For a weighted graph G, the rotation of an edge $u{v}_1$ from $v_1$ to a vertex $v_2$ is defined as follows: delete the edge $u{v}_1$, set $w\left(u{v}_2\right)$ as $w\left(u{v}_1\right)+w\left(u{v}_2\right)$ if $u{v}_2$ is an edge of G; otherwise, add a new edge $u{v}_2$ and set $w\left(u{v}_2\right)=w\left(u{v}_1\right)$, where $w\left(u{v}_1\right)$ and $w\left(u{v}_2\right)$ are the weights of the edges $u{v}_1$ and $u{v}_2$, respectively. In this paper, effects on the algebraic connectivity of weighted graphs under edge rotations are studied. For a weighted graph, a sufficient condition for an edge rotation to reduce its algebraic connectivity and a necessary condition for an edge rotation to improve its algebraic connectivity are proposed based on Fiedler vectors of the graph.
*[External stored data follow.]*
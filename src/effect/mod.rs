//! Asynchronous effects backed by a shared worker runtime.
//!
//! - [`Promise`]: a value that settles at most once, composed without blocking
//! - [`PromiseHandle`]: the cancel/get/poll view returned by [`Promise::to_future`]
//! - [`runtime`]: the global tokio runtime promises run on, and its configuration
//!
//! # Examples
//!
//! ```rust
//! use monadic::effect::Promise;
//!
//! let greeting = Promise::spawn(|| Ok::<_, std::io::Error>("hello"))
//!     .and(Promise::of("world"), |left, right| format!("{left}, {right}"));
//! assert_eq!(greeting.or_use(String::new()), "hello, world");
//! ```

mod promise;
pub mod runtime;

pub use promise::{Promise, PromiseHandle, PromiseState, Settling, TimeUnit};
pub use runtime::{ConfigError, RuntimeConfig};
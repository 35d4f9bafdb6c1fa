//! Maybe type - an optional value whose absence is a failure without a cause.
//!
//! `Maybe<T>` holds at most one value. Every absent `Maybe` is the same
//! payload-free value ([`Maybe::NONE`]), and absence carries no diagnostic:
//! when a cause matters, use [`Try`](super::Try) instead.
//!
//! Mapping functions run without a surrounding catch. A panicking `map`
//! closure unwinds straight into the caller, since there is no failure slot
//! to redirect it into.
//!
//! # Examples
//!
//! ```rust
//! use monadic::control::Maybe;
//!
//! let port = Maybe::of("8080".parse::<u16>().ok())
//!     .filter(|port| *port >= 1024)
//!     .or_use(3000);
//! assert_eq!(port, 8080);
//!
//! let privileged = Maybe::some(80_u16).filter(|port| *port >= 1024);
//! assert!(!privileged.exists());
//! ```

use crate::error::{Error, MonadError};
use crate::typeclass::{Functor, Monad, TypeConstructor};

use super::Try;

/// An optional value.
///
/// # Invariant
///
/// `exists()` is `true` exactly when a value is held.
#[derive(Debug, Clone, Copy, PartialEq, Eq, PartialOrd, Ord, Hash)]
#[cfg_attr(
    feature = "serde",
    derive(serde::Serialize, serde::Deserialize),
    serde(transparent)
)]
pub struct Maybe<T>(Option<T>);

impl<T> Maybe<T> {
    /// The absent value.
    pub const NONE: Self = Self(None);

    // =========================================================================
    // Construction
    // =========================================================================

    /// Returns the absent value.
    ///
    /// ```rust
    /// use monadic::control::Maybe;
    ///
    /// assert_eq!(Maybe::<i32>::none(), Maybe::NONE);
    /// ```
    #[inline]
    pub const fn none() -> Self {
        Self::NONE
    }

    /// Wraps a present value.
    #[inline]
    pub const fn some(value: T) -> Self {
        Self(Some(value))
    }

    /// Wraps an `Option`, mapping `None` to [`Maybe::none`].
    #[inline]
    pub fn of(value: Option<T>) -> Self {
        value.map_or(Self::NONE, Self::some)
    }

    /// Wraps an `Option` that must hold a value.
    ///
    /// # Errors
    ///
    /// Returns [`MonadError::Absent`] when `value` is `None`.
    ///
    /// ```rust
    /// use monadic::control::Maybe;
    /// use monadic::MonadError;
    ///
    /// assert!(Maybe::of_required(Some(1)).is_ok());
    /// let error = Maybe::<i32>::of_required(None).unwrap_err();
    /// assert_eq!(error.kind(), Some(&MonadError::Absent));
    /// ```
    pub fn of_required(value: Option<T>) -> Result<Self, Error> {
        value
            .map(Self::some)
            .ok_or_else(|| Error::from(MonadError::Absent))
    }

    // =========================================================================
    // Inspection
    // =========================================================================

    /// Returns `true` if a value is held.
    #[inline]
    pub const fn exists(&self) -> bool {
        self.0.is_some()
    }

    /// Returns `true` if no value is held.
    #[inline]
    pub const fn is_none(&self) -> bool {
        self.0.is_none()
    }

    /// Borrows the held value.
    #[inline]
    pub const fn as_ref(&self) -> Maybe<&T> {
        Maybe(self.0.as_ref())
    }

    // =========================================================================
    // Composition
    // =========================================================================

    /// Keeps the value only if `predicate` accepts it.
    #[inline]
    pub fn filter<P>(self, predicate: P) -> Self
    where
        P: FnOnce(&T) -> bool,
    {
        Self(self.0.filter(predicate))
    }

    /// Transforms the held value. Never invoked on an absent `Maybe`.
    #[inline]
    pub fn map<B, F>(self, function: F) -> Maybe<B>
    where
        F: FnOnce(T) -> B,
    {
        Maybe(self.0.map(function))
    }

    /// Chains a computation that may itself be absent.
    #[inline]
    pub fn flat_map<B, F>(self, function: F) -> Maybe<B>
    where
        F: FnOnce(T) -> Maybe<B>,
    {
        match self.0 {
            Some(value) => function(value),
            None => Maybe::NONE,
        }
    }

    /// Runs `consumer` on the held value.
    ///
    /// ```rust
    /// use monadic::control::Maybe;
    ///
    /// let mut seen = Vec::new();
    /// let done = Maybe::some(3).then(|n| seen.push(n));
    /// assert!(done.exists());
    /// assert_eq!(seen, vec![3]);
    /// ```
    #[inline]
    pub fn then<F>(self, consumer: F) -> Maybe<()>
    where
        F: FnOnce(T),
    {
        self.map(consumer)
    }

    /// Joins two values when both are present.
    ///
    /// ```rust
    /// use monadic::control::Maybe;
    ///
    /// let full_name = Maybe::some("Ada").and(Maybe::some("Lovelace"), |first, last| {
    ///     format!("{first} {last}")
    /// });
    /// assert_eq!(full_name, Maybe::some("Ada Lovelace".to_string()));
    /// assert!(!Maybe::some(1).and(Maybe::<i32>::none(), |a, b| a + b).exists());
    /// ```
    #[inline]
    pub fn and<U, C, F>(self, other: Maybe<U>, joiner: F) -> Maybe<C>
    where
        F: FnOnce(T, U) -> C,
    {
        self.flat_map(|left| other.map(|right| joiner(left, right)))
    }

    // =========================================================================
    // Terminal Operations
    // =========================================================================

    /// Returns the held value or `default`.
    #[inline]
    pub fn or_use(self, default: T) -> T {
        self.0.unwrap_or(default)
    }

    /// Returns the held value or computes a default.
    #[inline]
    pub fn or_use_with<F>(self, default: F) -> T
    where
        F: FnOnce() -> T,
    {
        self.0.unwrap_or_else(default)
    }

    /// Returns the held value, or `error` when absent.
    ///
    /// # Errors
    ///
    /// Returns `error` unchanged if no value is held.
    #[inline]
    pub fn or_throw<E>(self, error: E) -> Result<T, E> {
        self.0.ok_or(error)
    }

    /// Returns the held value.
    ///
    /// # Errors
    ///
    /// Returns [`MonadError::Absent`] if no value is held.
    #[inline]
    pub fn or_fail(self) -> Result<T, Error> {
        self.0.ok_or_else(|| Error::from(MonadError::Absent))
    }

    /// Runs `runnable` only when absent; hands back the value otherwise.
    ///
    /// ```rust
    /// use monadic::control::Maybe;
    ///
    /// let mut fallback_used = false;
    /// assert_eq!(Maybe::<i32>::none().or_else(|| fallback_used = true), None);
    /// assert!(fallback_used);
    /// ```
    #[inline]
    pub fn or_else<F>(self, runnable: F) -> Option<T>
    where
        F: FnOnce(),
    {
        if self.0.is_none() {
            runnable();
        }
        self.0
    }

    /// Unwraps into a standard `Option`.
    #[inline]
    pub fn into_option(self) -> Option<T> {
        self.0
    }

    /// Converts absence into a `Try` failure carrying [`MonadError::Absent`].
    #[inline]
    pub fn to_try(self) -> Try<T> {
        match self.0 {
            Some(value) => Try::Success(value),
            None => Try::Failure(Error::from(MonadError::Absent)),
        }
    }
}

impl<T> Default for Maybe<T> {
    fn default() -> Self {
        Self::NONE
    }
}

impl<T> From<Option<T>> for Maybe<T> {
    fn from(value: Option<T>) -> Self {
        Self(value)
    }
}

impl<T> From<Maybe<T>> for Option<T> {
    fn from(value: Maybe<T>) -> Self {
        value.0
    }
}

impl<T> IntoIterator for Maybe<T> {
    type Item = T;
    type IntoIter = std::option::IntoIter<T>;

    fn into_iter(self) -> Self::IntoIter {
        self.0.into_iter()
    }
}

// =============================================================================
// Type Class Implementations
// =============================================================================

impl<T> TypeConstructor for Maybe<T> {
    type Inner = T;
    type WithType<B> = Maybe<B>;
}

impl<T> Functor for Maybe<T> {
    #[inline]
    fn fmap<B, F>(self, function: F) -> Maybe<B>
    where
        F: Fn(T) -> B,
    {
        self.map(function)
    }
}

impl<T> Monad for Maybe<T> {
    #[inline]
    fn pure(value: T) -> Self {
        Self::some(value)
    }

    #[inline]
    fn flat_map<B, F>(self, function: F) -> Maybe<B>
    where
        F: Fn(T) -> Maybe<B>,
    {
        Self::flat_map(self, function)
    }
}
As applications, we show that, by using a series of edge rotations, a pair of pendent paths (a pendent tree) of a weighted graph can be transformed into one pendent path (pendent edges attached at a common vertex) of the graph with the algebraic connectivity decreasing (increasing) monotonically. These results extend previous findings of reducing the algebraic connectivity of unweighted graphs by using edge rotations.